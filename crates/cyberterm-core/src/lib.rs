#![cfg_attr(not(test), forbid(unsafe_code))]

//! Core: timers, mount lifecycles, device tiers, and input throttling.
//!
//! # Role in CyberTerm
//! `cyberterm-core` is the scheduling layer. It replaces ad hoc browser
//! timers with an owned, cancellable [`TimerQueue`](timer::TimerQueue) and
//! gives every subsystem the same mount contract ([`Mountable`]).
//!
//! # Primary responsibilities
//! - **TimerQueue**: virtual-time one-shot and repeating timers.
//! - **Lifecycle / MountGuard**: `Idle → Mounted → TornDown` signal shared with
//!   captured work.
//! - **DeviceTier**: capability classification with a fixed precedence.
//! - **FxRng**: seedable randomness for decorative effects.
//! - **PointerThrottle**: latest-wins rate limiting of pointer moves.
//!
//! # How it fits in the system
//! `cyberterm-text`, `cyberterm-fx`, and `cyberterm-shell` build their
//! subsystems on these primitives; the `cyberterm` host drives them all with
//! one clock.

pub mod lifecycle;
#[cfg(feature = "tracing-subscriber")]
pub mod logging;
pub mod mountable;
pub mod pointer;
pub mod rng;
pub mod tier;
pub mod timer;

pub use lifecycle::{Lifecycle, MountGuard, MountState};
pub use mountable::Mountable;
pub use pointer::{DEFAULT_POINTER_INTERVAL, PointerSample, PointerThrottle};
pub use rng::FxRng;
pub use tier::{Capabilities, DeviceTier, ParseTierError};
pub use timer::{Fired, Repeat, TimerId, TimerQueue};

Exercise description>
From the line with "timers with an" to the final line of the listing, write out each line unchanged. Add nothing.

Response for this exercise>
//! timers with an owned, cancellable [`TimerQueue`](timer::TimerQueue) and
//! gives every subsystem the same mount contract ([`Mountable`]).
//!
//! # Primary responsibilities
//! - **TimerQueue**: virtual-time one-shot and repeating timers.
//! - **Lifecycle / MountGuard**: `Idle → Mounted → TornDown` signal shared with
//!   captured work.
//! - **DeviceTier**: capability classification with a fixed precedence.
//! - **FxRng**: seedable randomness for decorative effects.
//! - **PointerThrottle**: latest-wins rate limiting of pointer moves.
//!
//! # How it fits in the system
//! `cyberterm-text`, `cyberterm-fx`, and `cyberterm-shell` build their
//! subsystems on these primitives; the `cyberterm` host drives them all with
//! one clock.

pub mod lifecycle;
#[cfg(feature = "tracing-subscriber")]
pub mod logging;
pub mod mountable;
pub mod pointer;
pub mod rng;
pub mod tier;
pub mod timer;

pub use lifecycle::{Lifecycle, MountGuard, MountState};
pub use mountable::Mountable;
pub use pointer::{DEFAULT_POINTER_INTERVAL, PointerSample, PointerThrottle};
pub use rng::FxRng;
pub use tier::{Capabilities, DeviceTier, ParseTierError};
pub use timer::{Fired, Repeat, TimerId, TimerQueue};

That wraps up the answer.